Cuando leí a Silvia Federici

Tras leer la noticia, el otro día, de que la Llibreria Pròpia de Palma, organizaba un encuentro virtual con Silvia Federici, me acordé de cuando leí por primera vez una obra suya, que fue ‘Calibán y la bruja. Mujeres, cuerpo y acumulación primitiva’. Dicha obra presenta las principales líneas de un proyecto de investigación sobre las mujeres en la <<transición>> del feudalismo al capitalismo. Dicho proyecto lo comenzó Silvia Federici a mediados de los setenta del siglo XX, en colaboración con la feminista italiana Leopoldina Fortunati. Los primeros resultados de dicha investigación aparecieron en el libro que se publicó en Italia en 1984, cuyo título es ‘Il Grande Calibano. Storia del corpo social ribelle nella prima fase del capitale (El Gran Calibán. Historia del cuerpo social rebelde en la primera fase del capital).

¿Qué le llevó a Silvia Federici a investigar sobre ello?

Su interés estuvo motivado en origen por los debates que acompañaron el desarrollo del Movimiento Feminista en Estados Unidos, en relación a las raíces de la <<opresión>> de las mujeres y las estrategias políticas que el propio movimiento debía adoptar en la lucha por su liberación. 

¿Qué me llamó inicialmente de ese libro?

Me llamó la atención que comenzara con las luchas que libró el proletariado medieval contra el poder feudal. Silvia Federici expone que sólo evocando dichas luchas, con su carga de demandas, aspiraciones políticas y sociales y prácticas antagónicas, se puede comprender el papel que jugaron las mujeres en la crisis del feudalismo y los motivos por los que su poder debía ser destruido a fin de que se desarrollara el capitalismo. 

¿Qué punto hizo que investigara más sobre algo que exponía Silvia Federici?

Me llamó mucho la atención el apartado que la autora designa como ‘Las mujeres y la herejía’. Expone Silvia Federici que ‘uno de los aspectos más significativos del movimiento herético es la elevada posición social que asignó a las mujeres’.

La verdad es que todo el libro es muy interesante. Yo allí aprendí que una de las condiciones para el desarrollo capitalista fue el proceso que Michel Foucault definió como <<disciplinamiento del cuerpo>>, que desde el punto de vista de Silvia Federici consistió en un intento por parte del Estado y de la Iglesia para transformar las potencias del individuo en fuerza de trabajo.

Sin duda, uno de los capítulos que captó totalmente mi atención de forma muy fuerte fue ‘La gran caza de brujas en Europa’. En ese capítulo, Silvia Federici expone que ‘la caza de brujas rara vez aparece en la historia del proletariado’. Lo que vemos en dicho capítulo es que es uno de los fenómenos menos estudiados en la historia de Europa.

Expone Silvia Federici que lo que no se reconocido todavía es que la caza de brujas constituyera uno de los acontecimientos más importantes del desarrollo de la sociedad capitalista y de la formación del proletariado moderno.

Una de las cosas que me hizo pensar mucho fue cuando habla en su libro sobre que la caza de brujas ahondó las divisiones entre mujeres y hombres , que fue un intento coordinado de degradarlas, demonizarlas y destruir su poder social. De hecho, fue en las cámaras de tortura y en las hogueras en las que murieron las denominadas brujas donde se forjaron los ideales burgueses de feminidad y domesticidad. 
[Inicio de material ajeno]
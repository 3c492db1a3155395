//! Resolution-oracle force-close timing (spec §8) through the public API.

use std::collections::HashMap;

use rust_decimal_macros::dec;

use paper_arb::core::domain::{CoinId, DataStatus, MarketKey, ReferenceSource, Snapshot, TokenId, Venue};
use paper_arb::core::resolution::{resolve_pair, FORCE_PARTIAL_MS, FORCE_TOTAL_MS};

fn dark_snapshot(venue: Venue, close_ms: i64) -> Snapshot {
    Snapshot {
        venue,
        coin: CoinId::new("BTC"),
        market_key: MarketKey::new("KXBTC15M-1"),
        market_close_time_ms: close_ms,
        time_left_sec: 0,
        price_to_beat: dec!(50000),
        reference_price: dec!(50000),
        reference_source: ReferenceSource::PriceToBeat,
        crypto_price: rust_decimal::Decimal::ZERO,
        crypto_price_timestamp_ms: 0,
        underlying_value: None,
        underlying_ts_ms: None,
        data_status: DataStatus::Disconnected,
        up_token_id: TokenId::new("up"),
        down_token_id: TokenId::new("down"),
        up_outcome: "Up".into(),
        down_outcome: "Down".into(),
        order_books: HashMap::new(),
        best_bid: HashMap::new(),
        best_ask: HashMap::new(),
        price_history_with_ts: Vec::new(),
    }
}

#[test]
fn stays_open_before_the_partial_force_deadline() {
    let close_ms = 1_000_000;
    let snap_p = dark_snapshot(Venue::P, close_ms);
    let snap_k = dark_snapshot(Venue::K, close_ms);

    let result = resolve_pair(dec!(50000), dec!(50000), close_ms, Some(&snap_p), Some(&snap_k), close_ms + FORCE_PARTIAL_MS - 1);
    assert!(result.is_none());
}

#[test]
fn forces_a_loss_at_the_total_deadline_when_nothing_ever_arrives() {
    let close_ms = 1_000_000;
    let snap_p = dark_snapshot(Venue::P, close_ms);
    let snap_k = dark_snapshot(Venue::K, close_ms);

    let result = resolve_pair(dec!(50000), dec!(50000), close_ms, Some(&snap_p), Some(&snap_k), close_ms + FORCE_TOTAL_MS).unwrap();
    assert!(result.forced);
    assert!(!result.both_known());
}

#[test]
fn loosened_spot_fallback_completes_resolution_between_the_two_deadlines() {
    let close_ms = 1_000_000;
    let mut snap_p = dark_snapshot(Venue::P, close_ms);
    // Stale relative to close (beyond the normal spot-staleness window) but
    // still non-zero, so the 180s loosened fallback accepts it.
    snap_p.crypto_price = dec!(49000);
    snap_p.crypto_price_timestamp_ms = close_ms - 500_000;

    let mut snap_k = dark_snapshot(Venue::K, close_ms);
    snap_k.crypto_price = dec!(49500);
    snap_k.crypto_price_timestamp_ms = close_ms - 500_000;

    let now = close_ms + FORCE_PARTIAL_MS + 1_000;
    let result = resolve_pair(dec!(50000), dec!(50000), close_ms, Some(&snap_p), Some(&snap_k), now).unwrap();
    assert!(result.forced);
    assert!(result.both_known());
}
Te llamará la atención, seguro, el hecho de que la caza de brujas condenó la sexualidad femenina como la fuente de todo mal, pero también, como indica Silvia Federici, fue el principal vehículo para llevar a cabo una amplia reestructuración de la vida sexual que, ajustada a la nueva disciplina capitalista del trabajo, criminalizaba cualquier actividad sexual que amenazara la procreación, la transmisión de la propiedad dentro de la familia o restará tiempo y energías al trabajo.

Me impresionó cuando habla de que los juicios por brujería brindan una lista aleccionadora de las formas de sexualidad que estaban prohibidas en la medida en que eran <<no productivas>>: la homosexualidad, el sexo entre jóvenes y viejos, el sexo entre gente de clases diferentes, el coito anal, el coito por detrás (se creía que resultaba en relaciones estériles), la desnudez y las danzas. También estaba proscrita la sexualidad pública y colectiva que había prevalecido durante la Edad Media, como en los festivales de primavera de origen pagano que, en el siglo XVI, aún se celebraban en toda Europa. 

Algo que me impactó mucho fue que se ha denunciado casos de cazas de brujas en Kenya, Nigeria y Camerún durante las décadas de 1980 y 1990, coincidiendo con la imposición de la política de ajuste estructural del Fondo Monetario Internacional y el Banco Mundial, lo que ha conducido a una nueva serie de cerramientos, causando un empobrecimiento de la población sin precedentes.

Espero que este pequeño artículo sirva para que os entre la curiosidad y leáis la obra de Silvia Federici, en la cual aprenderéis muchísimas cosas que son de mucha utilidad para comprender muchas otras. 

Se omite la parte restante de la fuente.